| What you are asked to do |
Wherever the string "example" appears in the listing, copy that line.

| Data to process |
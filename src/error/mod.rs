//! Error handling
//!
//! Defines the client error type and the mapping from server replies to it.

pub mod handlers;
pub mod types;

pub use handlers::{Operation, classify_failure};
pub use types::*;
//! Configuration management for the RAX FTP client
//!
//! Built-in defaults, then an optional `config.toml`, then `RAX_FTP_CLIENT_*`
//! environment variables, each layer overriding the previous one.

use std::time::Duration;

use config::builder::DefaultState;
use config::{Config, ConfigBuilder, ConfigError, Environment, File};
use serde::Deserialize;

use crate::auth::Credentials;
use crate::control::ConnectionOptions;
use crate::session::SessionOptions;
use crate::transfer::TransferMode;

/// Client configuration
#[derive(Debug, Deserialize, Clone)]
pub struct ClientConfig {
    // ═══ SERVER AND LOGIN ═══
    pub host: String,
    pub port: u16,
    pub username: String,
    pub password: String,

    // ═══ DATA CONNECTION ═══
    /// `passive`, `extended_passive` or `active`
    pub transfer_mode: TransferMode,
    /// Retry with the other mode when the server refuses PASV/EPSV or PORT
    pub mode_fallback: bool,

    // ═══ TIMEOUTS ═══
    pub connect_timeout_secs: u64,
    /// Active mode only: how long to wait for the server to connect back
    pub accept_timeout_secs: u64,
    /// 0 disables the idle timeout
    pub idle_timeout_secs: u64,
    pub abort_timeout_secs: u64,

    // ═══ TRANSFERS ═══
    pub buffer_size: usize,
    /// Minimum bytes between progress reports, 0 reports every chunk
    pub callback_bytes: u64,

    // ═══ SESSION ═══
    pub reuse_connection: bool,
    pub show_hidden: bool,
    pub probe_size: bool,
}

impl ClientConfig {
    /// Load configuration from ./config.toml (optional) with environment overrides
    pub fn load() -> Result<Self, ConfigError> {
        Self::load_from("config")
    }

    /// Load configuration from `path` (extension optional, file optional)
    /// with environment overrides
    pub fn load_from(path: &str) -> Result<Self, ConfigError> {
        let settings = Self::defaults()?
            .add_source(File::with_name(path).required(false))
            .add_source(Environment::with_prefix("RAX_FTP_CLIENT").try_parsing(true))
            .build()?;
        Self::from_settings(settings)
    }

    /// Builder preloaded with every default
    pub fn defaults() -> Result<ConfigBuilder<DefaultState>, ConfigError> {
        Config::builder()
            .set_default("host", "127.0.0.1")?
            .set_default("port", 21)?
            .set_default("username", "anonymous")?
            .set_default("password", "anonymous@")?
            .set_default("transfer_mode", "passive")?
            .set_default("mode_fallback", false)?
            .set_default("connect_timeout_secs", 30)?
            .set_default("accept_timeout_secs", 30)?
            .set_default("idle_timeout_secs", 0)?
            .set_default("abort_timeout_secs", 10)?
            .set_default("buffer_size", 32768)?
            .set_default("callback_bytes", 0)?
            .set_default("reuse_connection", false)?
            .set_default("show_hidden", false)?
            .set_default("probe_size", true)
    }

    /// Deserialize and validate built settings
    pub fn from_settings(settings: Config) -> Result<Self, ConfigError> {
        let config: ClientConfig = settings.try_deserialize()?;
        config.validate()?;
        Ok(config)
    }

    /// Validation for all configuration values
    fn validate(&self) -> Result<(), ConfigError> {
        if self.host.trim().is_empty() {
            return Err(ConfigError::Message("host cannot be empty".into()));
        }

        if self.port == 0 {
            return Err(ConfigError::Message("port cannot be 0".into()));
        }

        if self.buffer_size == 0 {
            return Err(ConfigError::Message(
                "buffer_size must be greater than 0".into(),
            ));
        }

        if self.connect_timeout_secs == 0
            || self.accept_timeout_secs == 0
            || self.abort_timeout_secs == 0
        {
            return Err(ConfigError::Message(
                "connect, accept and abort timeouts must be greater than 0".into(),
            ));
        }

        Ok(())
    }

    pub fn credentials(&self) -> Credentials {
        Credentials::new(&self.host, &self.username, &self.password).with_port(self.port)
    }

    pub fn connection_options(&self) -> ConnectionOptions {
        ConnectionOptions {
            connect_timeout: Duration::from_secs(self.connect_timeout_secs),
            accept_timeout: Duration::from_secs(self.accept_timeout_secs),
            idle_timeout: (self.idle_timeout_secs > 0)
                .then(|| Duration::from_secs(self.idle_timeout_secs)),
            abort_timeout: Duration::from_secs(self.abort_timeout_secs),
            transfer_mode: self.transfer_mode,
            mode_fallback: self.mode_fallback,
            buffer_size: self.buffer_size,
            callback_bytes: self.callback_bytes,
            idle_handler: None,
        }
    }

    pub fn session_options(&self) -> SessionOptions {
        SessionOptions {
            connection: self.connection_options(),
            reuse_connection: self.reuse_connection,
            show_hidden: self.show_hidden,
            probe_size: self.probe_size,
        }
    }
}

#[cfg(test)]
mod tests {
    use super::*;
    use std::io::Write;

    #[test]
    fn test_defaults() {
        let settings = ClientConfig::defaults().unwrap().build().unwrap();
        let config = ClientConfig::from_settings(settings).unwrap();

        assert_eq!(config.port, 21);
        assert_eq!(config.transfer_mode, TransferMode::Passive);
        assert_eq!(config.buffer_size, 32768);
        assert!(!config.reuse_connection);
        assert!(config.probe_size);

        let options = config.session_options();
        assert_eq!(options.connection.connect_timeout, Duration::from_secs(30));
        assert!(options.connection.idle_timeout.is_none());
    }

    #[test]
    fn test_file_overrides_defaults() {
        let mut file = tempfile::Builder::new().suffix(".toml").tempfile().unwrap();
        writeln!(
            file,
            "host = \"ftp.example.com\"\nport = 2121\ntransfer_mode = \"active\"\nidle_timeout_secs = 5\nreuse_connection = true"
        )
        .unwrap();

        let settings = ClientConfig::defaults()
            .unwrap()
            .add_source(File::from(file.path()))
            .build()
            .unwrap();
        let config = ClientConfig::from_settings(settings).unwrap();

        assert_eq!(config.credentials().host(), "ftp.example.com");
        assert_eq!(config.credentials().port(), 2121);
        assert_eq!(config.transfer_mode, TransferMode::Active);
        assert_eq!(
            config.connection_options().idle_timeout,
            Some(Duration::from_secs(5))
        );
        assert!(config.session_options().reuse_connection);
    }

    #[test]
    fn test_extended_passive_mode_name() {
        let settings = ClientConfig::defaults()
            .unwrap()
            .set_override("transfer_mode", "extended_passive")
            .unwrap()
            .build()
            .unwrap();
        let config = ClientConfig::from_settings(settings).unwrap();
        assert_eq!(config.transfer_mode, TransferMode::ExtendedPassive);
    }

    #[test]
    fn test_validation_rejects_zero_port() {
        let settings = ClientConfig::defaults()
            .unwrap()
            .set_override("port", 0)
            .unwrap()
            .build()
            .unwrap();
        assert!(ClientConfig::from_settings(settings).is_err());
    }

    #[test]
    fn test_validation_rejects_zero_buffer() {
        let settings = ClientConfig::defaults()
            .unwrap()
            .set_override("buffer_size", 0)
            .unwrap()
            .build()
            .unwrap();
        assert!(ClientConfig::from_settings(settings).is_err());
    }
}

| Response area |
            "host = \"ftp.example.com\"\nport = 2121\ntransfer_mode = \"active\"\nidle_timeout_secs = 5\nreuse_connection = true"
        assert_eq!(config.credentials().host(), "ftp.example.com");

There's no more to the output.